Calcium Channel Blockers
It is reasonable to give verapamil or diltiazem to patients for whom β-blockers are ineffective or contraindicated (e.g., bronchospastic disease) for relief of ongoing ischemia or control of a rapid ventricular response with AF or flutter after STEMI in the absence of CHF, LV dysfunction, or AV block. There are no current data, however, to suggest that these agents decrease cardiac events. Nifedipine (immediate release) is generally contraindicated in the treatment of STEMI because of the reflex sympathetic activation, tachycardia, and hypotension associated with its use.
Use of a pulmonary artery catheter to measure hemodynamics in patients developing progressive CHF or hypotension may permit the early diagnosis of a preshock state in which aggressive pharmacologic support can prevent the onset of cardiogenic shock. Before PCI is performed for cardiogenic shock, the interventional cardiologist should insert a pulmonary artery catheter to maximize the hemodynamic status of the patient and to diagnose unrecognized mechanical complications. After reperfusion therapy, the pulmonary artery catheter may be used to guide diuretic, inotropic, and vasopressor agents in hemodynamically unstable patients while the stunned myocardium is recovering. Although no randomized clinical trial has tested whether hemodynamic monitoring alters clinical outcome in STEMI, one would expect that revascularization of ischemic myocardium would be required for outcomes to be improved.
Complications of pulmonary artery catheterization include ventricular tachyarrhythmias (during manipulation), pulmonary hemorrhage or infarction, and transient right bundle branch block, which can lead to heart block in those with preexisting LBBB. The catheter should not be inserted if the patient quickly responds to other interventions or if treatment is expected to be futile. The catheter should be expeditiously removed when it is no longer needed to monitor therapy or before 4 to 5 days because of risk of infection.

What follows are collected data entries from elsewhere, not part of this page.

//! Postgres-backed fact store.
//!
//! The target table is keyed by `(listing_id, updated_at)`. A merge runs in one
//! transaction: schema changes from the plan (`CREATE TABLE IF NOT EXISTS` or
//! `ALTER TABLE ... ADD COLUMN IF NOT EXISTS`) followed by
//! `INSERT ... ON CONFLICT DO NOTHING` per row. Postgres DDL is transactional,
//! so a failed merge leaves neither new columns nor rows behind.
//!
//! ## Error Mapping
//!
//! | SQLx Error | PostgreSQL Error Code | FactStoreError |
//! |------------|----------------------|----------------|
//! | PoolTimedOut | N/A | `Timeout` |
//! | Database (query canceled) | `57014` | `Timeout` |
//! | Database (unique violation) | `23505` | `Conflict` |
//! | Database (serialization failure) | `40001` | `Conflict` |
//! | Database (datatype mismatch) | `42804` | `SchemaIncompatible` |
//! | Database (not null violation) | `23502` | `SchemaIncompatible` |
//! | Database (no unique constraint for ON CONFLICT) | `42P10` | `SchemaIncompatible` |
//! | ColumnDecode / Decode | N/A | `SchemaIncompatible` |
//! | Database (other) / PoolClosed / Io / Tls | Any other | `Unavailable` |

use chrono::{DateTime, Utc};
use sqlx::{PgPool, Postgres, Row, Transaction};
use std::sync::Arc;
use tracing::{Span, info, instrument};

use listing_facts_core::ListingFingerprint;
use listing_facts_listings::{CommittedState, FactRow};

use super::r#trait::{FactStore, FactStoreError, MergeOutcome, validate_rows};
use super::schema::{ColumnKind, ColumnSpec, KEY_COLUMNS, SchemaPlan, fact_columns, is_valid_identifier};

#[derive(Debug, Clone)]
pub struct PostgresFactStore {
    pool: Arc<PgPool>,
    table: String,
}

impl PostgresFactStore {
    /// Fails with `SchemaIncompatible` when `table` is not a plain identifier.
    pub fn new(pool: PgPool, table: impl Into<String>) -> Result<Self, FactStoreError> {
        let table = table.into();
        if !is_valid_identifier(&table) {
            return Err(FactStoreError::SchemaIncompatible(format!(
                "'{table}' is not a valid table name"
            )));
        }
        Ok(Self {
            pool: Arc::new(pool),
            table,
        })
    }

    pub fn table(&self) -> &str {
        &self.table
    }

    fn create_table_sql(&self, columns: &[ColumnSpec]) -> String {
        let defs = columns
            .iter()
            .map(|c| {
                let null = if c.nullable { "" } else { " NOT NULL" };
                format!("{} {}{null}", c.name, c.kind.sql_type())
            })
            .collect::<Vec<_>>()
            .join(", ");
        format!(
            "CREATE TABLE IF NOT EXISTS {} ({defs}, PRIMARY KEY ({}))",
            self.table,
            KEY_COLUMNS.join(", ")
        )
    }

    fn insert_sql(&self, columns: &[ColumnSpec]) -> String {
        let names = columns.iter().map(|c| c.name.as_str()).collect::<Vec<_>>();
        let params = (1..=names.len()).map(|i| format!("${i}")).collect::<Vec<_>>();
        format!(
            "INSERT INTO {} ({}) VALUES ({}) ON CONFLICT ({}) DO NOTHING",
            self.table,
            names.join(", "),
            params.join(", "),
            KEY_COLUMNS.join(", ")
        )
    }

    async fn apply_plan(
        &self,
        tx: &mut Transaction<'_, Postgres>,
        plan: &SchemaPlan,
    ) -> Result<usize, FactStoreError> {
        if plan.create_table {
            sqlx::query(&self.create_table_sql(&plan.desired))
                .execute(&mut **tx)
                .await
                .map_err(|e| map_sqlx_error("create_table", e))?;
            sqlx::query(&format!(
                "CREATE INDEX IF NOT EXISTS {0}_fingerprint_idx ON {0} (listing_fingerprint)",
                self.table
            ))
            .execute(&mut **tx)
            .await
            .map_err(|e| map_sqlx_error("create_index", e))?;
            return Ok(0);
        }

        for col in &plan.add_columns {
            sqlx::query(&format!(
                "ALTER TABLE {} ADD COLUMN IF NOT EXISTS {} {}",
                self.table,
                col.name,
                col.kind.sql_type()
            ))
            .execute(&mut **tx)
            .await
            .map_err(|e| map_sqlx_error("add_column", e))?;
            info!(table = %self.table, column = %col.name, kind = %col.kind, "column added");
        }
        Ok(plan.add_columns.len())
    }
}

#[async_trait::async_trait]
impl FactStore for PostgresFactStore {
    #[instrument(skip(self), fields(table = %self.table), err)]
    async fn max_updated_at(&self) -> Result<Option<DateTime<Utc>>, FactStoreError> {
        let result = sqlx::query(&format!(
            "SELECT MAX(updated_at) AS max_updated_at FROM {}",
            self.table
        ))
        .fetch_one(&*self.pool)
        .await;

        match result {
            Ok(row) => row
                .try_get::<Option<DateTime<Utc>>, _>("max_updated_at")
                .map_err(|e| map_sqlx_error("max_updated_at", e)),
            Err(e) if is_undefined_table(&e) => Ok(None),
            Err(e) => Err(map_sqlx_error("max_updated_at", e)),
        }
    }

    #[instrument(
        skip(self, fingerprints),
        fields(table = %self.table, fingerprint_count = fingerprints.len(), row_count),
        err
    )]
    async fn history(
        &self,
        fingerprints: &[ListingFingerprint],
    ) -> Result<Vec<CommittedState>, FactStoreError> {
        if fingerprints.is_empty() {
            return Ok(vec![]);
        }

        let keys: Vec<String> = fingerprints.iter().map(|f| f.as_str().to_string()).collect();
        let result = sqlx::query(&format!(
            r#"
            SELECT
                listing_fingerprint,
                stock_quantity,
                price_minor,
                is_approved,
                is_published,
                deleted_at,
                updated_at,
                extracted_at
            FROM {}
            WHERE listing_fingerprint = ANY($1)
            "#,
            self.table
        ))
        .bind(keys)
        .fetch_all(&*self.pool)
        .await;

        let rows = match result {
            Ok(rows) => rows,
            Err(e) if is_undefined_table(&e) => return Ok(vec![]),
            Err(e) => return Err(map_sqlx_error("history", e)),
        };

        let mut states = Vec::with_capacity(rows.len());
        for row in rows {
            let state = committed_state_from_row(&row).map_err(|e| map_sqlx_error("decode_history", e))?;
            states.push(state);
        }

        Span::current().record("row_count", states.len());
        Ok(states)
    }

    #[instrument(skip(self), fields(table = %self.table), err)]
    async fn columns(&self) -> Result<Vec<ColumnSpec>, FactStoreError> {
        let rows = sqlx::query(
            r#"
            SELECT column_name, data_type, is_nullable
            FROM information_schema.columns
            WHERE table_schema = current_schema() AND table_name = $1
            ORDER BY ordinal_position ASC
            "#,
        )
        .bind(&self.table)
        .fetch_all(&*self.pool)
        .await
        .map_err(|e| map_sqlx_error("columns", e))?;

        let mut columns = Vec::with_capacity(rows.len());
        for row in rows {
            let name: String = row.try_get("column_name").map_err(|e| map_sqlx_error("columns", e))?;
            let data_type: String = row.try_get("data_type").map_err(|e| map_sqlx_error("columns", e))?;
            let nullable: String = row.try_get("is_nullable").map_err(|e| map_sqlx_error("columns", e))?;
            columns.push(ColumnSpec::new(
                name,
                ColumnKind::from_information_schema(&data_type),
                nullable.eq_ignore_ascii_case("YES"),
            ));
        }
        Ok(columns)
    }

    #[instrument(
        skip(self, plan, rows),
        fields(
            table = %self.table,
            row_count = rows.len(),
            add_columns = plan.add_columns.len(),
            inserted,
            skipped_existing
        ),
        err
    )]
    async fn merge(
        &self,
        plan: &SchemaPlan,
        rows: Vec<FactRow>,
    ) -> Result<MergeOutcome, FactStoreError> {
        validate_rows(&rows)?;

        let mut tx = self
            .pool
            .begin()
            .await
            .map_err(|e| map_sqlx_error("begin_transaction", e))?;

        let columns_added = self.apply_plan(&mut tx, plan).await?;

        let insert = self.insert_sql(&fact_columns());
        let mut outcome = MergeOutcome {
            columns_added,
            ..MergeOutcome::default()
        };

        for row in &rows {
            let done = sqlx::query(&insert)
                .bind(i64::from(row.listing_id))
                .bind(row.updated_at)
                .bind(row.fingerprint.as_str())
                .bind(row.keys.product_key.as_str())
                .bind(row.keys.variant_key.as_str())
                .bind(row.keys.store_key.as_str())
                .bind(row.keys.vendor_key.as_str())
                .bind(row.keys.channel_key.as_str())
                .bind(row.keys.created_date_key.as_str())
                .bind(row.keys.stock_location_key.as_str())
                .bind(row.keys.taxon_key.as_str())
                .bind(row.keys.event_key.as_str())
                .bind(i64::from(row.product_id))
                .bind(row.variant_id.map(i64::from))
                .bind(row.store_id.map(i64::from))
                .bind(row.vendor_id.map(i64::from))
                .bind(row.channel_id.map(i64::from))
                .bind(row.stock_location_id.map(i64::from))
                .bind(row.taxon_id.map(i64::from))
                .bind(row.event.event_type.as_str())
                .bind(row.event.event_action.as_str())
                .bind(row.stock_quantity)
                .bind(row.price.amount_minor)
                .bind(row.price.currency.as_deref())
                .bind(row.is_approved)
                .bind(row.is_published)
                .bind(row.is_active)
                .bind(row.has_stock)
                .bind(row.created_at)
                .bind(row.deleted_at)
                .bind(row.extracted_at)
                .bind(row.batch_id)
                .execute(&mut *tx)
                .await
                .map_err(|e| map_sqlx_error("insert_fact", e))?;

            if done.rows_affected() == 0 {
                outcome.skipped_existing += 1;
            } else {
                outcome.inserted += 1;
            }
        }

        tx.commit()
            .await
            .map_err(|e| map_sqlx_error("commit_transaction", e))?;

        let span = Span::current();
        span.record("inserted", outcome.inserted);
        span.record("skipped_existing", outcome.skipped_existing);
        Ok(outcome)
    }
}

fn committed_state_from_row(row: &sqlx::postgres::PgRow) -> Result<CommittedState, sqlx::Error> {
    let deleted_at: Option<DateTime<Utc>> = row.try_get("deleted_at")?;
    Ok(CommittedState {
        fingerprint: ListingFingerprint::from_stored(row.try_get::<String, _>("listing_fingerprint")?),
        stock_quantity: row.try_get::<Option<i64>, _>("stock_quantity")?.unwrap_or(0),
        price_minor: row.try_get::<Option<i64>, _>("price_minor")?.unwrap_or(0),
        is_approved: row.try_get::<Option<bool>, _>("is_approved")?.unwrap_or(false),
        is_published: row.try_get::<Option<bool>, _>("is_published")?.unwrap_or(false),
        is_deleted: deleted_at.is_some(),
        updated_at: row.try_get("updated_at")?,
        extracted_at: row.try_get("extracted_at")?,
    })
}

fn is_undefined_table(err: &sqlx::Error) -> bool {
    if let sqlx::Error::Database(db_err) = err {
        if let Some(code) = db_err.code() {
            return code.as_ref() == "42P01";
        }
    }
    false
}

/// Map SQLx errors to FactStoreError.
fn map_sqlx_error(operation: &str, err: sqlx::Error) -> FactStoreError {
    match err {
        sqlx::Error::Database(db_err) => {
            let msg = format!("database error in {}: {}", operation, db_err.message());
            error_for_sqlstate(db_err.code().as_deref(), msg)
        }
        sqlx::Error::PoolTimedOut => {
            FactStoreError::Timeout(format!("connection pool timed out in {}", operation))
        }
        sqlx::Error::ColumnDecode { .. } | sqlx::Error::Decode(_) => FactStoreError::SchemaIncompatible(
            format!("stored column cannot be decoded in {}: {}", operation, err),
        ),
        sqlx::Error::PoolClosed => {
            FactStoreError::Unavailable(format!("connection pool closed in {}", operation))
        }
        _ => FactStoreError::Unavailable(format!("sqlx error in {}: {}", operation, err)),
    }
}

fn error_for_sqlstate(code: Option<&str>, msg: String) -> FactStoreError {
    match code {
        Some("57014") => FactStoreError::Timeout(msg),
        Some("23505") | Some("40001") => FactStoreError::Conflict(msg),
        // A retained NOT NULL column or a merge key without a unique constraint.
        Some("42804") | Some("23502") | Some("42P10") => FactStoreError::SchemaIncompatible(msg),
        _ => FactStoreError::Unavailable(msg),
    }
}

Hypotension (systolic BP pressure <90 mm Hg or 30 points below previous mean arterial pressure) can result from hypovolemia, arrhythmias, RV or LV failure, mechanical complications of MI, or superimposed complications such as sepsis or pulmonary embolism. Hypovolemia is a common occurrence and may be due to inadequate intake, diaphoresis and vomiting, overdiuresis, excessive use of vasodilators, or inappropriate reflex peripheral vasodilation. Hemorrhage is an increasingly common problem associated with the use of invasive procedures, fibrinolytics, antiplatelet agents, and anticoagulant agents. Therefore, rapid volume loading is recommended as an initial therapeutic strategy for all patients without clinical evidence for volume overload ( Figure 10-10 ). Persistent hypotension should be evaluated by echocardiogram to define the cardiac anatomy and a hemoglobin measurement. Correction or control of rhythm disturbances or conduction abnormalities often reverses hypotension. In patients with inotropic failure, vasopressors and inotropic agents are required. Dopamine or norepinephrine may be required for marked hypotension. There may be more arrhythmic events with dopamine than with norepinephrine. Once arterial pressure is brought to at least 90 mm Hg, IV dobutamine may be given simultaneously in an attempt to reduce the rate of the dopamine infusion. In addition, consideration should be given to initiating IABP counterpulsation or inserting an LV assist device.